▸ Assigned task
For the word "classifier", state how many lines of the records include it, with no other text.
Top of Dataset extract
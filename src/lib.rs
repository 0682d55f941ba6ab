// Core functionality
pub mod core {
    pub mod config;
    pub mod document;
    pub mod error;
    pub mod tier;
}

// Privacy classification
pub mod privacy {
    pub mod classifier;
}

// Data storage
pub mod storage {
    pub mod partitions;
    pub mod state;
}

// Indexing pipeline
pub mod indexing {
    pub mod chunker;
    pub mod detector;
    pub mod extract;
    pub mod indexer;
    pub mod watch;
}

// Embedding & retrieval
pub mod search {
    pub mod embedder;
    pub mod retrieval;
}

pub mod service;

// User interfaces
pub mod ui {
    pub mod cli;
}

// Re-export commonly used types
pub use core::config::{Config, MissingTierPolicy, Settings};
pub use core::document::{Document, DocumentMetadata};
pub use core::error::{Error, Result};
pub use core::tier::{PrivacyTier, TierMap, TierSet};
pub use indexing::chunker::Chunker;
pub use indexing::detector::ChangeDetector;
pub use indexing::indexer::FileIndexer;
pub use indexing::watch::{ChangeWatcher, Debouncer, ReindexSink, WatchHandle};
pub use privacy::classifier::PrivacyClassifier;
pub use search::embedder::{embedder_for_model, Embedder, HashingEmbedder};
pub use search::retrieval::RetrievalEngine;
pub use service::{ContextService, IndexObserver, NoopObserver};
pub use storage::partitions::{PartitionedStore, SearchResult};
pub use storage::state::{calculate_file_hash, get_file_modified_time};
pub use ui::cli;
Bottom of Dataset extract
Top of Dataset extract
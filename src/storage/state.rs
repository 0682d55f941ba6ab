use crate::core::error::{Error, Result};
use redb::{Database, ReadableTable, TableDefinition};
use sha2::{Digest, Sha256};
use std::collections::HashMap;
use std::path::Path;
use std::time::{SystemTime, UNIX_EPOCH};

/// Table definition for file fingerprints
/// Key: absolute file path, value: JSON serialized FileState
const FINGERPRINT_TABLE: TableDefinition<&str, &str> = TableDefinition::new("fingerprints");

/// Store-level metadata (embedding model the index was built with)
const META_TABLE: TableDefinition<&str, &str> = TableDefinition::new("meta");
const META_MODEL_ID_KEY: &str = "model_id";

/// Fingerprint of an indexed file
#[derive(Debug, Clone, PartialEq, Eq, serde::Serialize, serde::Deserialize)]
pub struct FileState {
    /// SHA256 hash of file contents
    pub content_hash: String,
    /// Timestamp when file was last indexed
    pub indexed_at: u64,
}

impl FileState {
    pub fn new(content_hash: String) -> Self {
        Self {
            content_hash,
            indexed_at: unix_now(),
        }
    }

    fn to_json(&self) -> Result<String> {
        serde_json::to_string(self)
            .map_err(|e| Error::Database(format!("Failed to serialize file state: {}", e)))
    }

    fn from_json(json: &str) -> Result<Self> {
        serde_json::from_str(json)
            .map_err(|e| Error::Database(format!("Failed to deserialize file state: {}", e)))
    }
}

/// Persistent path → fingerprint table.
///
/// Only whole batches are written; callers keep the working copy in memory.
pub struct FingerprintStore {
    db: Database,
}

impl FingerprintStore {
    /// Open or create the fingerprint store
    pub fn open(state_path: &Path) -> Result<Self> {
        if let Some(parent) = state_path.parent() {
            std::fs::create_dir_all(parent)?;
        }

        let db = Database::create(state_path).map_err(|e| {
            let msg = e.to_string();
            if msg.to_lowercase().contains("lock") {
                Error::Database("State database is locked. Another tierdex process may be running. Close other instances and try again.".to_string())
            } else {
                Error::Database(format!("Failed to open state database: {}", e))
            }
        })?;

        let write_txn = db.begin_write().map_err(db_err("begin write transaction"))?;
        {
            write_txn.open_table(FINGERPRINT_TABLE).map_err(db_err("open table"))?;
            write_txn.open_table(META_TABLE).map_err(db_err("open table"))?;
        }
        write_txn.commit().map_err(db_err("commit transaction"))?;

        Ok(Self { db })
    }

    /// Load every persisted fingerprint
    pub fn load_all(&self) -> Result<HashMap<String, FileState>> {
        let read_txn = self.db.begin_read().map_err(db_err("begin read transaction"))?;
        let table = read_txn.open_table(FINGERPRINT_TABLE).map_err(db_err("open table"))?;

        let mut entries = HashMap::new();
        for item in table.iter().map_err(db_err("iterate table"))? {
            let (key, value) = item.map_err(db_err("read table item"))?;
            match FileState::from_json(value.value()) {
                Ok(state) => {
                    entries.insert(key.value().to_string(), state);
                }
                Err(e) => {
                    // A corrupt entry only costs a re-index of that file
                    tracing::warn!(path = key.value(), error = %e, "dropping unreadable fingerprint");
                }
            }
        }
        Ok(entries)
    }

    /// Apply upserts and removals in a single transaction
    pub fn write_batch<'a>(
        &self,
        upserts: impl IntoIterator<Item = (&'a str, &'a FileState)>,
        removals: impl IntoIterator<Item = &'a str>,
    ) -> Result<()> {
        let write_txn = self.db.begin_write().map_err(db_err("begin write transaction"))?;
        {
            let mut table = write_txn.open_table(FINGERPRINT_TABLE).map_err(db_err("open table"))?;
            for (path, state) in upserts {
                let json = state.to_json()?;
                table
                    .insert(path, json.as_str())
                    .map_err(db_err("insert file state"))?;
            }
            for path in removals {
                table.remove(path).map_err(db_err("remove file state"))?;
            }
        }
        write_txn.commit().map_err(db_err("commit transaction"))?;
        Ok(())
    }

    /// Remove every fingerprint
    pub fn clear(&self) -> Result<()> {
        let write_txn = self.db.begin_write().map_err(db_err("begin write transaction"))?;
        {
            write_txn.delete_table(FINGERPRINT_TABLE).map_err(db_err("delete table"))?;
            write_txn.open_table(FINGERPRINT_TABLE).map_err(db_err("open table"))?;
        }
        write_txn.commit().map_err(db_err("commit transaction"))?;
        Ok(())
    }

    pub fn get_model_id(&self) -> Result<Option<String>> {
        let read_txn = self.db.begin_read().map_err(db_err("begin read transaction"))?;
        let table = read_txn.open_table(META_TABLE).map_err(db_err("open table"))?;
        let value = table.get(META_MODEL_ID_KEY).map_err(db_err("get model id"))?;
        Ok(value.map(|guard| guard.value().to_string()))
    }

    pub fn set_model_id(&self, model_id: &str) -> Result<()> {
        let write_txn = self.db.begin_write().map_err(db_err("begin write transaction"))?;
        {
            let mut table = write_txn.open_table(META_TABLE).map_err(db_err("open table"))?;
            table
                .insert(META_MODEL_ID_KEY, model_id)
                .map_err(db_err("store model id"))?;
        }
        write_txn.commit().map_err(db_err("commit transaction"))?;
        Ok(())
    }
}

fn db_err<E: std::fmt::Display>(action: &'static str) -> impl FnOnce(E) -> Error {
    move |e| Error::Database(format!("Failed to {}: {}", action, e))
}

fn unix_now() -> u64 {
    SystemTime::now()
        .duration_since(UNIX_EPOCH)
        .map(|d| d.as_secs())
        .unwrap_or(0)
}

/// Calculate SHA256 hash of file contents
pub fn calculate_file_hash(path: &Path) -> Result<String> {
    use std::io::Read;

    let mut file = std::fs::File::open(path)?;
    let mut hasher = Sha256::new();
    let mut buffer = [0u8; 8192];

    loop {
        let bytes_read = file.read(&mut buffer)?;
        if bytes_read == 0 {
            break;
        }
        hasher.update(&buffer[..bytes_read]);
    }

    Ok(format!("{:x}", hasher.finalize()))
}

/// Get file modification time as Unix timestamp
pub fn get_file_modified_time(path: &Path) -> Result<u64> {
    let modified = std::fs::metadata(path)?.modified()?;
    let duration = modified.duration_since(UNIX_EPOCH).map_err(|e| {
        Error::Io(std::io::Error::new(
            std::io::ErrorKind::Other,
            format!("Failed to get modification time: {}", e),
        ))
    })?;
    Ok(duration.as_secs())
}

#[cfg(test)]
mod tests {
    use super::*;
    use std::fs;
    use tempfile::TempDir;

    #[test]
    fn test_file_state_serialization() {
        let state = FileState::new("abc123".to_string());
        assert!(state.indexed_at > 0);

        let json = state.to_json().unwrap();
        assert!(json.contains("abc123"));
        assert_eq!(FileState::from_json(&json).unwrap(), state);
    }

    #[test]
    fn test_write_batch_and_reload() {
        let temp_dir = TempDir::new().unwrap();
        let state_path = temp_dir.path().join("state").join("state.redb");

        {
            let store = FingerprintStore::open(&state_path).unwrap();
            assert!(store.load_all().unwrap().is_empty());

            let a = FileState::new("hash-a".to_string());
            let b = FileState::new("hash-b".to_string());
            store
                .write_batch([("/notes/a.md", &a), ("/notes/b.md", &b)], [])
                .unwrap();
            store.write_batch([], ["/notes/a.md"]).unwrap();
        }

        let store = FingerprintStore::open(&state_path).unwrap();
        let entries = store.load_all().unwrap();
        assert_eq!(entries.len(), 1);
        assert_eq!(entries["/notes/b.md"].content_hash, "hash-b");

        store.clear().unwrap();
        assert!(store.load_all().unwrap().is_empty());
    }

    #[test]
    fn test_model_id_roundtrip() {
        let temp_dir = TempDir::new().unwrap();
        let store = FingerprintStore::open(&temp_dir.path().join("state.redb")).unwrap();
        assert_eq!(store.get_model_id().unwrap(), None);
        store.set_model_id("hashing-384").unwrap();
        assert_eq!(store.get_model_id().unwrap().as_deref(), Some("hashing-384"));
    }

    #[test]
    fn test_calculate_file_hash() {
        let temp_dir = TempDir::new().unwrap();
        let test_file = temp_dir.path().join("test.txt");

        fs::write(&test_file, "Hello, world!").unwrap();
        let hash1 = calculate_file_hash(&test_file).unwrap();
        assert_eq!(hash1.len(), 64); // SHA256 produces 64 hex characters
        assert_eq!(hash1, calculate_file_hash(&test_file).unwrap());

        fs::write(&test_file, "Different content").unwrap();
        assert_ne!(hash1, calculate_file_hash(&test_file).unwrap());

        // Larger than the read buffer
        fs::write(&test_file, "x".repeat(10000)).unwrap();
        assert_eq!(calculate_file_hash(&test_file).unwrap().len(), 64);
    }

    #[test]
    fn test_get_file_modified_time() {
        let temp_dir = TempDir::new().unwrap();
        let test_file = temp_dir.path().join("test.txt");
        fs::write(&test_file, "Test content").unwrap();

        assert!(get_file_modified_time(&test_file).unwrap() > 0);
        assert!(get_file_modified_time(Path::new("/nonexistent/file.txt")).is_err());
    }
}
Bottom of Dataset extract
Top of Dataset extract
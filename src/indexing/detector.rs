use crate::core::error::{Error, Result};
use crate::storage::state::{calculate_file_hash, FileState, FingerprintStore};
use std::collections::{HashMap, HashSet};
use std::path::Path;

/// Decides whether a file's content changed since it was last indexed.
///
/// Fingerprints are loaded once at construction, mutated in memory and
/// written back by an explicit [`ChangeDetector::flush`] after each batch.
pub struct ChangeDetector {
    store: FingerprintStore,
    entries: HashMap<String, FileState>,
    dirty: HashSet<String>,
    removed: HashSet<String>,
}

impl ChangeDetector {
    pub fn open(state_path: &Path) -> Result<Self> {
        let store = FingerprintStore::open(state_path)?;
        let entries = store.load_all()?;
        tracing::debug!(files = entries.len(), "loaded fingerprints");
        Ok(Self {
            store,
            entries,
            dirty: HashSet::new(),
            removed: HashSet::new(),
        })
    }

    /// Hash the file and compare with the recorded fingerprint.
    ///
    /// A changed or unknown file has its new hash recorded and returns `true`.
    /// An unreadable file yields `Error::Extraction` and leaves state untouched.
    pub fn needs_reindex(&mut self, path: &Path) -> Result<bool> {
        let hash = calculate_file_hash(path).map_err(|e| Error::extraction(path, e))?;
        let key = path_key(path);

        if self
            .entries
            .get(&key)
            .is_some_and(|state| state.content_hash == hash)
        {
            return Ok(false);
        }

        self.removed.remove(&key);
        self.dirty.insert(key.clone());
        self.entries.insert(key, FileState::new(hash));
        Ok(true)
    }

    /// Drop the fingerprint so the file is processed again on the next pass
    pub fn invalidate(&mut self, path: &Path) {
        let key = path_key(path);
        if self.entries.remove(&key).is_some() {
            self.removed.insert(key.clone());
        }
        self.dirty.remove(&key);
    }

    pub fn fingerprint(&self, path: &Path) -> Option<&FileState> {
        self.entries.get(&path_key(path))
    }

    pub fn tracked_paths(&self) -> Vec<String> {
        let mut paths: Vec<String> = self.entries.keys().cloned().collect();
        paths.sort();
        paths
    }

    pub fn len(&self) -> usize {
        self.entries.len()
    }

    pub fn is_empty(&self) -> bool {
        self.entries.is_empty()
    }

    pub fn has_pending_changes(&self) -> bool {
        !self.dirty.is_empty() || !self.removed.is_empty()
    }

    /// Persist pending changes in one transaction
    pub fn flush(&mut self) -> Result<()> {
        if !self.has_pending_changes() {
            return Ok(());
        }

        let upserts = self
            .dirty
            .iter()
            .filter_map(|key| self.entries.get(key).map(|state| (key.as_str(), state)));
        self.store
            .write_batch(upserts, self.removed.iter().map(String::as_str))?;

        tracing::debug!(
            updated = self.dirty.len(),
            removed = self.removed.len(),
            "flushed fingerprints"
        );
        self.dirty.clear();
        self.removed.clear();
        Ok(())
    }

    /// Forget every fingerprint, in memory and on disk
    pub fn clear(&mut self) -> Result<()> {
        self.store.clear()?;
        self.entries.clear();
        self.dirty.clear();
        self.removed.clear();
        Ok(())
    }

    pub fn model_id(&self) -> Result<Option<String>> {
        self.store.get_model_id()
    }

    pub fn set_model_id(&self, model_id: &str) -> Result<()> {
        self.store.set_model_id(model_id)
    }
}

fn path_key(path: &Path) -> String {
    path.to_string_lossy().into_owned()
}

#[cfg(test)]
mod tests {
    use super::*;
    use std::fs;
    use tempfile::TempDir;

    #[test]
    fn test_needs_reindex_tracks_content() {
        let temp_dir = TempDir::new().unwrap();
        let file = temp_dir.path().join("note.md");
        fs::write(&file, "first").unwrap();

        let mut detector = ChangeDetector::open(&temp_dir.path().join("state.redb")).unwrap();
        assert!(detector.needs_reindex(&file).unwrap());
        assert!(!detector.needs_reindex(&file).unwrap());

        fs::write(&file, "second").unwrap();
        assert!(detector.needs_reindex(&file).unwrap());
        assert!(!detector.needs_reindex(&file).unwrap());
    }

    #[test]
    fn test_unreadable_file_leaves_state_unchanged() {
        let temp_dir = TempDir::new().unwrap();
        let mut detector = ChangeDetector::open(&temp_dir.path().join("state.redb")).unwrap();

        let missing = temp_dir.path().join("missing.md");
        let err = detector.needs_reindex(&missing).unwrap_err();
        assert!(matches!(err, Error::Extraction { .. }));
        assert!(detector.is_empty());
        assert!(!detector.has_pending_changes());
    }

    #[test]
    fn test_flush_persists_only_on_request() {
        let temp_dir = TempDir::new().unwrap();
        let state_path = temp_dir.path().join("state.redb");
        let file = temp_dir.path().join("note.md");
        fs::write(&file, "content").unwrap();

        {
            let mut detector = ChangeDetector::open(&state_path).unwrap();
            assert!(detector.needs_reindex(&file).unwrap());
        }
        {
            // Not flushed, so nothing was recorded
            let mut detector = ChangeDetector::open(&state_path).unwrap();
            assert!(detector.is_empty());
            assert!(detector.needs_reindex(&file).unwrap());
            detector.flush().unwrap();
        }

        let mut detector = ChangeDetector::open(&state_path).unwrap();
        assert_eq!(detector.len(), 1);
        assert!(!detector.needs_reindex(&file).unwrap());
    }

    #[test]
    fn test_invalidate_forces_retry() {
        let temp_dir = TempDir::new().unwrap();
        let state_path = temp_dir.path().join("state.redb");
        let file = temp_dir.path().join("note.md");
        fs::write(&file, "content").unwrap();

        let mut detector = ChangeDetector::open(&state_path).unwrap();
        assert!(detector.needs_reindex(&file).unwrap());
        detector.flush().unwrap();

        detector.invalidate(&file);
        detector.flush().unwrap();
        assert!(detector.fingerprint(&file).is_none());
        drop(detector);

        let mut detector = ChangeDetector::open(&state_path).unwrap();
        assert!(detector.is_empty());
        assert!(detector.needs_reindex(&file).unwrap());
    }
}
Bottom of Dataset extract
▸ The answer
2